◆ **Task**
Scan the records and identify every line in which the string "total" occurs, then return those lines.

(Records)

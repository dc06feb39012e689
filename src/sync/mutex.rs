//! Mutex com rastreamento de dono e timeout
//!
//! Spinlock puro: nunca dorme nem chama o escalonador, por isso pode guardar a
//! própria seção crítica do escalonador. O "dono" é um identificador opaco de
//! 32 bits. O resto do kernel passa por `Scheduler::mutex_lock`/`mutex_unlock`,
//! que usam o tid da thread atual; a forma crua com dono explícito fica para
//! o lock do escalonador, que usa um token por núcleo.
//!
//! # Semântica
//!
//! - `lock` pelo dono atual retorna sucesso imediatamente (recursivo, sem
//!   contagem: um único `unlock` libera).
//! - `lock` não-bloqueante em mutex ocupado falha com `MutexLocked`.
//! - `timeout` diferente de zero limita o número de tentativas de CAS.
//! - `unlock` por quem não é dono falha com `AccessDenied`.
//! - Uma thread que morre segurando o mutex o deixa ocupado para sempre.

use core::sync::atomic::{AtomicBool, AtomicU32, Ordering};

use crate::sys::error::{KError, KResult};

/// Valor de `owner` quando ninguém segura o mutex.
pub const NO_OWNER: u32 = 0;

pub struct Mutex {
    /// Estado do lock
    locked: AtomicBool,
    /// Identificador de quem segura o lock
    owner: AtomicU32,
    /// Marcado no primeiro uso ou em `init`; limpo por `destroy`
    initialized: AtomicBool,
}

impl Mutex {
    /// Mutex já inicializado.
    pub const fn new() -> Self {
        Self {
            locked: AtomicBool::new(false),
            owner: AtomicU32::new(NO_OWNER),
            initialized: AtomicBool::new(true),
        }
    }

    /// Mutex que será inicializado no primeiro `lock`.
    pub const fn uninit() -> Self {
        Self {
            locked: AtomicBool::new(false),
            owner: AtomicU32::new(NO_OWNER),
            initialized: AtomicBool::new(false),
        }
    }

    /// Marca o mutex como inicializado (idempotente).
    #[inline]
    pub fn init(&self) {
        self.initialized.store(true, Ordering::Release);
    }

    pub fn is_initialized(&self) -> bool {
        self.initialized.load(Ordering::Acquire)
    }

    /// Adquire o mutex para `owner`.
    ///
    /// `timeout` em tentativas de CAS (0 = sem limite). Com `block` falso
    /// faz uma única tentativa.
    pub fn lock(&self, owner: u32, timeout: u64, block: bool) -> KResult<()> {
        if !self.is_initialized() {
            self.init();
        }

        if owner != NO_OWNER
            && self.locked.load(Ordering::Acquire)
            && self.owner.load(Ordering::Acquire) == owner
        {
            return Ok(());
        }

        let mut spins: u64 = 0;
        while self
            .locked
            .compare_exchange_weak(false, true, Ordering::Acquire, Ordering::Relaxed)
            .is_err()
        {
            if !block {
                // compare_exchange_weak pode falhar espuriamente
                if self.locked.load(Ordering::Relaxed) {
                    return Err(KError::MutexLocked);
                }
                continue;
            }
            spins += 1;
            if timeout != 0 && spins >= timeout {
                return Err(KError::Timeout);
            }
            core::hint::spin_loop();
        }

        self.owner.store(owner, Ordering::Release);
        Ok(())
    }

    /// Tentativa única, equivalente a `lock(owner, 0, false)`.
    #[inline]
    pub fn try_lock(&self, owner: u32) -> KResult<()> {
        self.lock(owner, 0, false)
    }

    /// Libera o mutex. Apenas o dono pode liberar.
    pub fn unlock(&self, owner: u32) -> KResult<()> {
        if !self.locked.load(Ordering::Acquire) || self.owner.load(Ordering::Acquire) != owner {
            return Err(KError::AccessDenied);
        }
        self.owner.store(NO_OWNER, Ordering::Release);
        self.locked.store(false, Ordering::Release);
        Ok(())
    }

    /// Consulta sem efeitos colaterais.
    #[inline]
    pub fn locked(&self) -> bool {
        self.locked.load(Ordering::Acquire)
    }

    pub fn owner(&self) -> Option<u32> {
        if !self.locked() {
            return None;
        }
        match self.owner.load(Ordering::Acquire) {
            NO_OWNER => None,
            id => Some(id),
        }
    }

    /// Libera incondicionalmente e volta ao estado não inicializado.
    pub fn destroy(&self) {
        self.owner.store(NO_OWNER, Ordering::Release);
        self.locked.store(false, Ordering::Release);
        self.initialized.store(false, Ordering::Release);
    }
}

impl Default for Mutex {
    fn default() -> Self {
        Self::new()
    }
}

#[cfg(test)]
mod tests {
    use super::*;
    use std::sync::atomic::AtomicUsize;
    use std::sync::Arc;

    #[test]
    fn lock_unlock_records_owner() {
        let m = Mutex::new();
        assert!(!m.locked());
        m.lock(7, 0, true).unwrap();
        assert!(m.locked());
        assert_eq!(m.owner(), Some(7));
        m.unlock(7).unwrap();
        assert!(!m.locked());
        assert_eq!(m.owner(), None);
    }

    #[test]
    fn non_owner_cannot_unlock() {
        let m = Mutex::new();
        m.lock(1, 0, true).unwrap();
        assert_eq!(m.unlock(2), Err(KError::AccessDenied));
        assert!(m.locked());
        assert_eq!(Mutex::new().unlock(1), Err(KError::AccessDenied));
    }

    #[test]
    fn non_blocking_and_timeout() {
        let m = Mutex::new();
        m.lock(1, 0, true).unwrap();
        assert_eq!(m.lock(2, 0, false), Err(KError::MutexLocked));
        assert_eq!(m.lock(2, 100, true), Err(KError::Timeout));
        assert_eq!(m.owner(), Some(1));
    }

    #[test]
    fn recursive_lock_by_owner() {
        let m = Mutex::new();
        m.lock(3, 0, true).unwrap();
        m.lock(3, 0, false).unwrap();
        m.unlock(3).unwrap();
        assert!(!m.locked());
    }

    #[test]
    fn lazy_init_and_destroy() {
        let m = Mutex::uninit();
        assert!(!m.is_initialized());
        m.lock(1, 0, true).unwrap();
        assert!(m.is_initialized());
        m.destroy();
        assert!(!m.is_initialized());
        assert!(!m.locked());
        m.try_lock(2).unwrap();
        assert_eq!(m.owner(), Some(2));
    }

    #[test]
    fn contended_increments_are_exclusive() {
        let m = Arc::new(Mutex::new());
        let inside = Arc::new(AtomicUsize::new(0));
        let total = Arc::new(AtomicUsize::new(0));

        let workers: Vec<_> = (1..=4u32)
            .map(|id| {
                let (m, inside, total) = (m.clone(), inside.clone(), total.clone());
                std::thread::spawn(move || {
                    for _ in 0..1000 {
                        m.lock(id, 0, true).unwrap();
                        assert_eq!(inside.fetch_add(1, Ordering::SeqCst), 0);
                        total.fetch_add(1, Ordering::Relaxed);
                        inside.fetch_sub(1, Ordering::SeqCst);
                        m.unlock(id).unwrap();
                    }
                })
            })
            .collect();

        for w in workers {
            w.join().unwrap();
        }
        assert_eq!(total.load(Ordering::Relaxed), 4000);
        assert!(!m.locked());
    }
}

(End Records)

◆ **Your solution**
        let total = Arc::new(AtomicUsize::new(0));
                let (m, inside, total) = (m.clone(), inside.clone(), total.clone());
                        total.fetch_add(1, Ordering::Relaxed);
        assert_eq!(total.load(Ordering::Relaxed), 4000);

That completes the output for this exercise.